Non diversamente, la Testa d’uomo di profilo di Giovanni Costetti (1874-1949), al limite della deformazione espressionista, attinge invece alla tradizione del ritratto umanistico quattrocentesco, probabilmente nordico. Diversamente da Ribera, che si basa su un prototipo ideale, il volto scarno e duro indagato con la matita da Costetti potrebbe essere stato tratto direttamente da un modello.

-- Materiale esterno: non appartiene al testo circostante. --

//! The named sample domain: nodes and transitions identified by name.
//!
//! Transition labels encode the logical edge they realize, as
//! `"<first>-<second>"`. Malformed labels and labels referencing unknown
//! nodes are rejected-input errors, surfaced to the caller — never
//! silently skipped.

use serde::Serialize;
use thiserror::Error;

use bigraph_core::{Graph, Relation, StrictGraph};

/// Separator between the two node names inside a transition label.
pub const TRANSITION_DELIMITER: char = '-';

/// Smallest supported named-node set.
pub const NODE_SET_MIN: usize = 1;

/// Largest supported named-node set: single letters A through Y.
pub const NODE_SET_MAX: usize = 25;

/// Errors for invalid sample-graph construction input.
#[derive(Debug, Error, PartialEq, Eq)]
pub enum SampleError {
    /// Requested named-node set size outside the supported range.
    #[error("node set size must be {NODE_SET_MIN} <= size <= {NODE_SET_MAX}, provided {0}")]
    InvalidSize(usize),
    /// Transition label not of the form `<first>-<second>`.
    #[error("malformed transition label: {0:?}")]
    MalformedLabel(String),
    /// Transition label referencing a node absent from the node set.
    #[error("transition label references unknown node: {0:?}")]
    UnknownNode(String),
    /// Lookup of a node that must exist.
    #[error("no node named {0:?}")]
    NodeNotFound(String),
}

/// A graph vertex identified by name. Serializes as the bare name.
#[derive(Debug, Clone, PartialEq, Eq, Hash, Serialize)]
#[serde(transparent)]
pub struct NamedNode {
    name: String,
}

impl NamedNode {
    /// Creates a node with the given name.
    pub fn new(name: impl Into<String>) -> Self {
        Self { name: name.into() }
    }

    /// Returns the node name.
    #[must_use]
    pub fn name(&self) -> &str {
        &self.name
    }
}

/// An edge-carrier identified by the `"<first>-<second>"` label of the
/// logical edge it realizes. Serializes as the bare label.
#[derive(Debug, Clone, PartialEq, Eq, Hash, Serialize)]
#[serde(transparent)]
pub struct NamedTransition {
    name: String,
}

impl NamedTransition {
    /// Creates a transition with the given label.
    pub fn new(name: impl Into<String>) -> Self {
        Self { name: name.into() }
    }

    /// Returns the transition label.
    #[must_use]
    pub fn name(&self) -> &str {
        &self.name
    }
}

/// Builds the named-node set "A", "B", … of the given size.
pub fn named_nodes(size: usize) -> Result<Vec<NamedNode>, SampleError> {
    if !(NODE_SET_MIN..=NODE_SET_MAX).contains(&size) {
        return Err(SampleError::InvalidSize(size));
    }
    Ok(('A'..='Y')
        .take(size)
        .map(|letter| NamedNode::new(letter.to_string()))
        .collect())
}

/// Formats a transition label for the edge between two node names.
#[must_use]
pub fn transition_label(first: &str, second: &str) -> String {
    format!("{first}{TRANSITION_DELIMITER}{second}")
}

/// Builds a strict graph over `size` named nodes, with one logical edge
/// per `"<first>-<second>"` transition label.
pub fn build_graph(
    size: usize,
    labels: &[String],
) -> Result<StrictGraph<'static, NamedNode, NamedTransition>, SampleError> {
    let nodes = named_nodes(size)?;
    let transitions: Vec<NamedTransition> = labels
        .iter()
        .map(|label| NamedTransition::new(label.clone()))
        .collect();

    let mut relations: Vec<Relation<NamedNode, NamedTransition>> = Vec::new();
    for transition in &transitions {
        let (first, second) = split_label(transition.name())?;
        let first_node = resolve_endpoint(&nodes, first)?;
        let second_node = resolve_endpoint(&nodes, second)?;
        relations.extend(Graph::create_transition(first_node, second_node, transition));
    }

    Ok(StrictGraph::new(Graph::new(nodes, transitions, relations)))
}

/// The sample graph of the original demonstration: nodes {A, B, C, D},
/// logical edges A-B, A-C, B-C, C-D.
pub fn build_default_graph(
    size: usize,
) -> Result<StrictGraph<'static, NamedNode, NamedTransition>, SampleError> {
    let labels = vec![
        transition_label("A", "B"),
        transition_label("A", "C"),
        transition_label("B", "C"),
        transition_label("C", "D"),
    ];
    build_graph(size, &labels)
}

/// Finds the node with the given name, which must exist.
pub fn node_by_name<'a>(nodes: &'a [NamedNode], name: &str) -> Result<&'a NamedNode, SampleError> {
    nodes
        .iter()
        .find(|node| node.name() == name)
        .ok_or_else(|| SampleError::NodeNotFound(name.to_string()))
}

fn resolve_endpoint<'a>(nodes: &'a [NamedNode], name: &str) -> Result<&'a NamedNode, SampleError> {
    nodes
        .iter()
        .find(|node| node.name() == name)
        .ok_or_else(|| SampleError::UnknownNode(name.to_string()))
}

fn split_label(label: &str) -> Result<(&str, &str), SampleError> {
    match label.split_once(TRANSITION_DELIMITER) {
        Some((first, second)) if !first.is_empty() && !second.is_empty() => Ok((first, second)),
        _ => Err(SampleError::MalformedLabel(label.to_string())),
    }
}

#[cfg(test)]
mod tests {
    use super::*;

    #[test]
    fn test_named_nodes_within_range() {
        let nodes = named_nodes(4).unwrap();
        let names: Vec<&str> = nodes.iter().map(NamedNode::name).collect();
        assert_eq!(names, vec!["A", "B", "C", "D"]);
    }

    #[test]
    fn test_named_nodes_size_out_of_range() {
        assert_eq!(named_nodes(0), Err(SampleError::InvalidSize(0)));
        assert_eq!(named_nodes(26), Err(SampleError::InvalidSize(26)));
        assert!(named_nodes(25).is_ok());
    }

    #[test]
    fn test_build_default_graph() {
        let strict = build_default_graph(4).unwrap();
        assert_eq!(strict.select_nodes().len(), 4);
        assert_eq!(strict.select_transitions().len(), 4);
        // Two relations per logical edge.
        assert_eq!(strict.graph().relations().len(), 8);
    }

    #[test]
    fn test_malformed_label_is_an_error() {
        let labels = vec!["AB".to_string()];
        assert_eq!(
            build_graph(2, &labels).err(),
            Some(SampleError::MalformedLabel("AB".to_string()))
        );
        let labels = vec!["A-".to_string()];
        assert_eq!(
            build_graph(2, &labels).err(),
            Some(SampleError::MalformedLabel("A-".to_string()))
        );
    }

    #[test]
    fn test_unknown_node_is_an_error() {
        let labels = vec![transition_label("A", "Z")];
        assert_eq!(
            build_graph(2, &labels).err(),
            Some(SampleError::UnknownNode("Z".to_string()))
        );
    }

    #[test]
    fn test_names_serialize_as_bare_strings() {
        let node = NamedNode::new("A");
        assert_eq!(serde_json::to_string(&node).unwrap(), "\"A\"");
        let transition = NamedTransition::new(transition_label("A", "B"));
        assert_eq!(serde_json::to_string(&transition).unwrap(), "\"A-B\"");
    }

    #[test]
    fn test_node_by_name() {
        let nodes = named_nodes(3).unwrap();
        assert_eq!(node_by_name(&nodes, "B").unwrap().name(), "B");
        assert_eq!(
            node_by_name(&nodes, "Q").err(),
            Some(SampleError::NodeNotFound("Q".to_string()))
        );
    }
}
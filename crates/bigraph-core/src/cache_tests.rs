//! Tests for the memoizing caches.

use std::cell::Cell;

use crate::cache::{CacheMap, CacheValue};

#[test]
fn test_cache_value_invokes_producer_once() {
    let calls = Cell::new(0u32);
    let cached = CacheValue::new(|| {
        calls.set(calls.get() + 1);
        42
    });
    assert_eq!(calls.get(), 0);
    assert_eq!(*cached.value(), 42);
    assert_eq!(*cached.value(), 42);
    assert_eq!(calls.get(), 1);
}

#[test]
fn test_cache_value_from_value_is_resolved() {
    let cached = CacheValue::from_value("ready");
    assert_eq!(*cached.value(), "ready");
}

#[test]
fn test_cache_map_invokes_producer_once_per_key() {
    let calls = Cell::new(0u32);
    let cache: CacheMap<&str, usize> = CacheMap::new(|key: &&str| {
        calls.set(calls.get() + 1);
        key.len()
    });

    assert_eq!(cache.get(&"graph"), 5);
    assert_eq!(cache.get(&"graph"), 5);
    assert_eq!(calls.get(), 1);

    assert_eq!(cache.get(&"relation"), 8);
    assert_eq!(calls.get(), 2);
    assert_eq!(cache.len(), 2);
}

#[test]
fn test_cache_map_remove_forces_recompute() {
    let calls = Cell::new(0u32);
    let cache: CacheMap<&str, usize> = CacheMap::new(|key: &&str| {
        calls.set(calls.get() + 1);
        key.len()
    });

    assert_eq!(cache.get(&"graph"), 5);
    assert_eq!(cache.remove(&"graph"), Some(5));
    assert!(!cache.contains_key(&"graph"));
    assert_eq!(cache.get(&"graph"), 5);
    assert_eq!(calls.get(), 2);
}

#[test]
fn test_cache_map_remove_missing_is_no_prior_value() {
    let cache: CacheMap<&str, usize> = CacheMap::new(|key: &&str| key.len());
    assert_eq!(cache.remove(&"absent"), None);
}

#[test]
fn test_cache_map_clear_evicts_all() {
    let cache: CacheMap<&str, usize> = CacheMap::new(|key: &&str| key.len());
    let _ = cache.get(&"a");
    let _ = cache.get(&"bb");
    assert_eq!(cache.len(), 2);
    cache.clear();
    assert!(cache.is_empty());
}

#[test]
fn test_cache_map_reset_yields_fresh_cache_sharing_producer() {
    let calls = Cell::new(0u32);
    let cache: CacheMap<&str, usize> = CacheMap::new(|key: &&str| {
        calls.set(calls.get() + 1);
        key.len()
    });
    let _ = cache.get(&"graph");
    assert_eq!(calls.get(), 1);

    let fresh = cache.reset();
    assert!(fresh.is_empty());
    // The original keeps its entries.
    assert_eq!(cache.len(), 1);
    // Every key is a miss in the fresh cache, even ones the original holds.
    assert_eq!(fresh.get(&"graph"), 5);
    assert_eq!(calls.get(), 2);
}

#[test]
fn test_cache_map_entries_preserve_insertion_order() {
    let cache: CacheMap<&str, usize> = CacheMap::new(|key: &&str| key.len());
    let _ = cache.get(&"c");
    let _ = cache.get(&"a");
    let _ = cache.get(&"b");
    let keys: Vec<&str> = cache.entries().keys().copied().collect();
    assert_eq!(keys, vec!["c", "a", "b"]);

    // Removal keeps the relative order of the survivors.
    let _ = cache.remove(&"a");
    let keys: Vec<&str> = cache.entries().keys().copied().collect();
    assert_eq!(keys, vec!["c", "b"]);
}
//! # bigraph Core
//!
//! Generic in-memory graph modeling and traversal.
//!
//! A graph holds two disjoint entity kinds — nodes and transitions —
//! connected only through symmetric pairwise [`Relation`]s. The graph is
//! logically bipartite: a node-to-node edge is realized as two relations
//! sharing one transition ([`Graph::create_transition`]). Traversal is
//! depth-bounded and selector-filtered, with one depth unit meaning one
//! full node→transition→node hop, and memoizing caches avoid recomputing
//! relation lookups and traversal results.
//!
//! ## Quick Start
//!
//! ```rust
//! use bigraph_core::{CacheMap, Graph, Relation, TraversalConfig};
//!
//! // Nodes {A, B, C, D}; logical edges A-B, A-C, B-C, C-D.
//! let nodes = vec!["A", "B", "C", "D"];
//! let transitions = vec!["A-B", "A-C", "B-C", "C-D"];
//! let relations: Vec<Relation<&str, &str>> =
//!     [("A", "B", "A-B"), ("A", "C", "A-C"), ("B", "C", "B-C"), ("C", "D", "C-D")]
//!         .into_iter()
//!         .flat_map(|(first, second, transition)| {
//!             Graph::create_transition(&first, &second, &transition)
//!         })
//!         .collect();
//! let graph = Graph::new(nodes, transitions, relations);
//!
//! // All direct neighbours of C.
//! let adjacent = graph.adjacent_nodes(&"C", &TraversalConfig::default());
//! assert_eq!(adjacent, vec!["A", "B", "D"]);
//!
//! // The same lookup routed through a memoizing cache.
//! let cache: CacheMap<&str, Vec<&str>> =
//!     CacheMap::new(|start: &&str| graph.neighbour_nodes(start, &TraversalConfig::default()));
//! assert_eq!(cache.get(&"C"), vec!["A", "B", "D"]);
//! assert_eq!(cache.get(&"C"), vec!["A", "B", "D"]);
//! assert_eq!(cache.len(), 1);
//! ```
//!
//! The entire crate is single-threaded and synchronous: all operations are
//! in-memory, CPU-bound, and total — traversal cost is bounded purely by
//! the `depth` parameter, and malformed traversal input degrades to an
//! empty result, never an error.

#![warn(missing_docs)]
// Clippy lints configured in workspace Cargo.toml [workspace.lints.clippy]

pub mod cache;
#[cfg(test)]
mod cache_tests;
pub mod config;
#[cfg(test)]
mod config_tests;
pub mod entity;
#[cfg(test)]
mod entity_tests;
pub mod graph;
pub mod group;
#[cfg(test)]
mod group_tests;
pub mod relation;
pub mod traversal;

pub use cache::{CacheMap, CacheValue};
pub use config::{NodeSelector, TransitionSelector, TraversalConfig};
pub use entity::Entity;
pub use graph::{Graph, StrictGraph};
pub use group::Group;
pub use relation::Relation;
pub use traversal::{
    adjacent_entities, adjacent_nodes, neighbour_nodes, EntitySelector, RelationExplorer,
    RelationsProvider,
};
//! Memoizing caches: a lazy single value and a keyed memo map.
//!
//! Both wrap a producer the cache invokes at most once per value/key. The
//! producer must be a pure function of its key (or acceptable to invoke at
//! most once per key): there is no invalidation on upstream changes —
//! staleness management belongs to the caller.
//!
//! Single-threaded by design: interior mutability is `RefCell` and the
//! shared producer is an `Rc`, so neither type is `Send` or `Sync`. A
//! multi-threaded host must wrap a cache in its own lock or keep one per
//! thread, since the check-then-insert in [`CacheMap::get`] is not atomic.

use std::cell::{OnceCell, RefCell};
use std::rc::Rc;

use indexmap::IndexMap;

/// A lazily computed single value.
///
/// The first [`value`](Self::value) call invokes the producer exactly once;
/// the result is retained for the cache's lifetime and never recomputed.
///
/// # Example
///
/// ```rust
/// use bigraph_core::CacheValue;
///
/// let cached = CacheValue::new(|| "expensive".len());
/// assert_eq!(*cached.value(), 9);
/// assert_eq!(*cached.value(), 9);
/// ```
pub struct CacheValue<'a, T> {
    cell: OnceCell<T>,
    producer: Box<dyn Fn() -> T + 'a>,
}

impl<'a, T> CacheValue<'a, T> {
    /// Creates a cache around a producer, invoked on first read.
    #[must_use]
    pub fn new<P>(producer: P) -> Self
    where
        P: Fn() -> T + 'a,
    {
        Self {
            cell: OnceCell::new(),
            producer: Box::new(producer),
        }
    }

    /// Returns the cached value, computing it on first access.
    #[must_use]
    pub fn value(&self) -> &T {
        self.cell.get_or_init(|| (self.producer)())
    }
}

impl<T: Clone + 'static> CacheValue<'_, T> {
    /// Creates an already-resolved cache holding `value`.
    #[must_use]
    pub fn from_value(value: T) -> Self {
        let producer = value.clone();
        let cell = OnceCell::new();
        let _ = cell.set(value);
        Self {
            cell,
            producer: Box::new(move || producer.clone()),
        }
    }
}

/// A keyed memoizing map around a one-argument producer.
///
/// [`get`](Self::get) computes-and-stores on miss and returns the stored
/// value on hit. Entries iterate in insertion order.
///
/// # Example
///
/// ```rust
/// use bigraph_core::CacheMap;
///
/// let cache: CacheMap<String, usize> = CacheMap::new(|key: &String| key.len());
/// assert_eq!(cache.get(&"graph".to_string()), 5);
/// assert_eq!(cache.len(), 1);
///
/// let fresh = cache.reset();
/// assert!(fresh.is_empty());
/// assert_eq!(cache.len(), 1);
/// ```
pub struct CacheMap<'a, K, V> {
    entries: RefCell<IndexMap<K, V>>,
    producer: Rc<dyn Fn(&K) -> V + 'a>,
}

impl<'a, K, V> CacheMap<'a, K, V>
where
    K: std::hash::Hash + Eq + Clone,
    V: Clone,
{
    /// Creates an empty cache around a keyed producer.
    #[must_use]
    pub fn new<P>(producer: P) -> Self
    where
        P: Fn(&K) -> V + 'a,
    {
        Self {
            entries: RefCell::new(IndexMap::new()),
            producer: Rc::new(producer),
        }
    }

    /// Returns the value for `key`, invoking the producer and storing the
    /// result on a miss.
    #[must_use]
    pub fn get(&self, key: &K) -> V {
        if let Some(value) = self.entries.borrow().get(key) {
            return value.clone();
        }
        let value = (self.producer)(key);
        self.entries.borrow_mut().insert(key.clone(), value.clone());
        value
    }

    /// Evicts a single entry, returning the evicted value if one was
    /// present. Preserves the insertion order of the remaining entries.
    pub fn remove(&self, key: &K) -> Option<V> {
        self.entries.borrow_mut().shift_remove(key)
    }

    /// Evicts all entries.
    pub fn clear(&self) {
        self.entries.borrow_mut().clear();
    }

    /// Returns a brand-new empty cache sharing this cache's producer. The
    /// original cache is untouched.
    #[must_use]
    pub fn reset(&self) -> Self {
        Self {
            entries: RefCell::new(IndexMap::new()),
            producer: Rc::clone(&self.producer),
        }
    }

    /// Returns a read-only snapshot of the entries, in insertion order.
    #[must_use]
    pub fn entries(&self) -> IndexMap<K, V> {
        self.entries.borrow().clone()
    }

    /// Returns the number of cached entries.
    #[must_use]
    pub fn len(&self) -> usize {
        self.entries.borrow().len()
    }

    /// Returns true if no entry is cached.
    #[must_use]
    pub fn is_empty(&self) -> bool {
        self.entries.borrow().is_empty()
    }

    /// Returns true if `key` has a cached value.
    #[must_use]
    pub fn contains_key(&self, key: &K) -> bool {
        self.entries.borrow().contains_key(key)
    }
}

Maestro indiscusso della ripresa “dal vero” fu Gaetano Chierici (1838-1920), artista capace di bloccare, come in uno scatto fotografico, l’attimo più intenso di scene all’apparenza genuinamente domestiche. Il Ritratto d’uomo di Chierici dialoga con il Ritratto di giovane a mezzo busto di Bernardino Poccetti (1548-1612), rappresentante della riforma fiorentina della fine del Cinquecento.
La “verità” dei ritratti di Poccetti prefigura il naturalismo carraccesco e la figura di genere seicentesca, pur mantenendo ancora vivo un forte legame con la tradizione, mentre l’immediatezza del ritratto di Chierici deriva da una presa diretta del modello.
Vi sono infine alcuni fogli di “caratteri” non finiti. La perfezione della linea, il riferimento costante all’antico e a maestri contemporanei come Ingres, la distribuzione sapiente delle luci con la biacca spiccano nell’originale Studio testa di Prospero Minghetti, nel quale la parte del busto, non finita, è occupata da uno schizzo con una testa femminile classica, forse disegnata precedentemente.
Nell’Autoritratto di Ottorino Davoli (1888-1945), invece, la forma si è dissolta, la linea di contorno è divenuta gesto, segno potentemente espressivo. Il volto è paesaggio dell’anima.